A voice is heard in Ramah, weeping and mourning. It is my voice—weeping for my child and refusing to be comforted, because the little boy who loved me above all others, the little one with the small hands and the infinite heart, he is no more.
You will not see me fall, see me struggle to stand.
But the other children need me. Life must be lived. And so I build the fire, and cook, and mend clothes, and do the things that must be done.
But I do not pray.
I’m racing out on the desert plains all night.
In the silence of my thoughts I am a woman enraged by grief. We are a village of quiet, wild women—we tear at our hearts until they bleed, we shout at the night with mute, despairing cries until the stars fall down and the trees bow to earth and the rocks groan with our pain.
We shame the universe with our anguish.
***
If Christmas means that the Christ-child is born in our hearts anew every year, then it also means that the Innocents are murdered again, every year. Herod’s soldiers, all over the world and on both sides of every civil war, do their bloody work efficiently, with suitable justification and rational cause and technological precision—officially sanctioned or diplomatically ignored by the global community, it doesn’t matter, the result is the same.

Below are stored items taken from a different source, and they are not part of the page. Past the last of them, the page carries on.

//! Dissimilarity matrices and double-centering.
//!
//! A [`DissimilarityMatrix`] is a dense `N × N` array paired with an ordered
//! list of entity ids, so rows can never be ragged and index ↔ id translation
//! is explicit. Construction validates every structural invariant:
//!
//! - at least two entities, ids unique
//! - every entry finite and non-negative
//! - zero diagonal
//! - `d(i, j) == d(j, i)` up to a relative tolerance
//!
//! A malformed matrix would otherwise produce silently wrong geometry, so it
//! is rejected up front.

use std::collections::{HashMap, HashSet};

use ndarray::Array2;

use crate::error::{Error, Result};

/// Minimum number of entities an embedding needs.
pub const MIN_ENTITIES: usize = 2;

/// Relative tolerance for the symmetry and zero-diagonal checks.
pub const SYMMETRY_TOL: f64 = 1e-9;

/// Square, symmetric, zero-diagonal matrix of pairwise dissimilarities.
#[derive(Debug, Clone, PartialEq)]
pub struct DissimilarityMatrix {
    ids: Vec<String>,
    values: Array2<f64>,
}

impl DissimilarityMatrix {
    /// Build from ordered entity ids and a dense matrix.
    ///
    /// Row/column `i` of `values` belongs to `ids[i]`.
    pub fn new(ids: Vec<String>, values: Array2<f64>) -> Result<Self> {
        let n = ids.len();
        if n < MIN_ENTITIES {
            return Err(Error::InvalidInputSize {
                found: n,
                min: MIN_ENTITIES,
            });
        }
        if values.nrows() != n {
            return Err(Error::DimensionMismatch {
                expected: n,
                found: values.nrows(),
            });
        }
        if values.ncols() != n {
            return Err(Error::DimensionMismatch {
                expected: n,
                found: values.ncols(),
            });
        }

        let mut seen = HashSet::with_capacity(n);
        for id in &ids {
            if !seen.insert(id.as_str()) {
                return Err(Error::DuplicateEntity(id.clone()));
            }
        }

        validate(&values)?;
        Ok(Self { ids, values })
    }

    /// Build from the nested `id -> id -> value` mapping a statistics
    /// service hands out.
    ///
    /// Ids are ordered ascending. A missing diagonal entry is read as 0; a
    /// missing off-diagonal pair is an error, and so is an inner key with
    /// no row of its own.
    pub fn from_nested(nested: &HashMap<String, HashMap<String, f64>>) -> Result<Self> {
        let mut ids: Vec<String> = nested.keys().cloned().collect();
        ids.sort();

        let n = ids.len();
        let mut values = Array2::zeros((n, n));
        for (i, row_id) in ids.iter().enumerate() {
            let row = &nested[row_id];
            if let Some(stray) = row
                .keys()
                .filter(|k| !nested.contains_key(k.as_str()))
                .min()
            {
                return Err(Error::UnknownEntity(stray.clone()));
            }
            for (j, col_id) in ids.iter().enumerate() {
                match row.get(col_id) {
                    Some(&v) => values[[i, j]] = v,
                    None if i == j => {}
                    None => {
                        return Err(Error::MissingEntry {
                            row: row_id.clone(),
                            col: col_id.clone(),
                        })
                    }
                }
            }
        }

        Self::new(ids, values)
    }

    /// Number of entities.
    pub fn len(&self) -> usize {
        self.ids.len()
    }

    /// Always false: construction requires at least two entities.
    pub fn is_empty(&self) -> bool {
        self.ids.is_empty()
    }

    /// Entity ids in row order.
    pub fn ids(&self) -> &[String] {
        &self.ids
    }

    /// Row index of an entity.
    pub fn index_of(&self, id: &str) -> Option<usize> {
        self.ids.iter().position(|x| x == id)
    }

    /// Dissimilarity between two entities by id.
    pub fn get(&self, a: &str, b: &str) -> Option<f64> {
        Some(self.values[[self.index_of(a)?, self.index_of(b)?]])
    }

    /// The dense matrix.
    pub fn values(&self) -> &Array2<f64> {
        &self.values
    }

    /// Inner-product matrix `B = -½ J D² J` (see [`double_center`]).
    pub fn gram(&self) -> Array2<f64> {
        double_center(&self.values.mapv(|v| v * v))
    }
}

fn validate(values: &Array2<f64>) -> Result<()> {
    let n = values.nrows();
    for i in 0..n {
        for j in 0..n {
            let v = values[[i, j]];
            if !v.is_finite() || v < 0.0 {
                return Err(Error::InvalidDissimilarity {
                    row: i,
                    col: j,
                    value: v,
                });
            }
        }
    }

    let scale = values.iter().cloned().fold(1.0_f64, f64::max);
    let tol = SYMMETRY_TOL * scale;

    for i in 0..n {
        let d = values[[i, i]];
        if d > tol {
            return Err(Error::NonZeroDiagonal { index: i, value: d });
        }
        for j in (i + 1)..n {
            let upper = values[[i, j]];
            let lower = values[[j, i]];
            if (upper - lower).abs() > tol {
                return Err(Error::NotSymmetric {
                    row: i,
                    col: j,
                    upper,
                    lower,
                });
            }
        }
    }
    Ok(())
}

/// Double-center a square matrix of squared distances.
///
/// ```text
/// b_ij = -½ (d²_ij - r̄_i - c̄_j + ḡ)
/// ```
///
/// where `r̄_i` is the mean of row `i`, `c̄_j` the mean of column `j` and `ḡ`
/// the grand mean. The result approximates the inner products of points in
/// the latent metric space.
pub fn double_center(squared: &Array2<f64>) -> Array2<f64> {
    let n = squared.nrows();
    if n == 0 {
        return Array2::zeros((0, 0));
    }
    let nf = n as f64;

    let row_means: Vec<f64> = squared.rows().into_iter().map(|r| r.sum() / nf).collect();
    let col_means: Vec<f64> = squared
        .columns()
        .into_iter()
        .map(|c| c.sum() / nf)
        .collect();
    let grand = row_means.iter().sum::<f64>() / nf;

    Array2::from_shape_fn((n, n), |(i, j)| {
        -0.5 * (squared[[i, j]] - row_means[i] - col_means[j] + grand)
    })
}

Or rather, it does matter.
It matters in every time and in every place, in every nation and for every child. It matters infinitely, sacrificially, expansively, personally.
Oh, but I know love as a fading thing. Just as fickle as a feather in a stream. Just a killer come to call from some awful dream.
You feel love as a fading thing sometimes, I know. You wonder what can be done in the face of these horrors, these tragedies. You grow weary of caring. You begin to not pay attention.
But love is fierce, and it hurts. It burns our fingers, it wounds our hearts, it dismembers us until the only way we can be re-membered is to find ourselves in God.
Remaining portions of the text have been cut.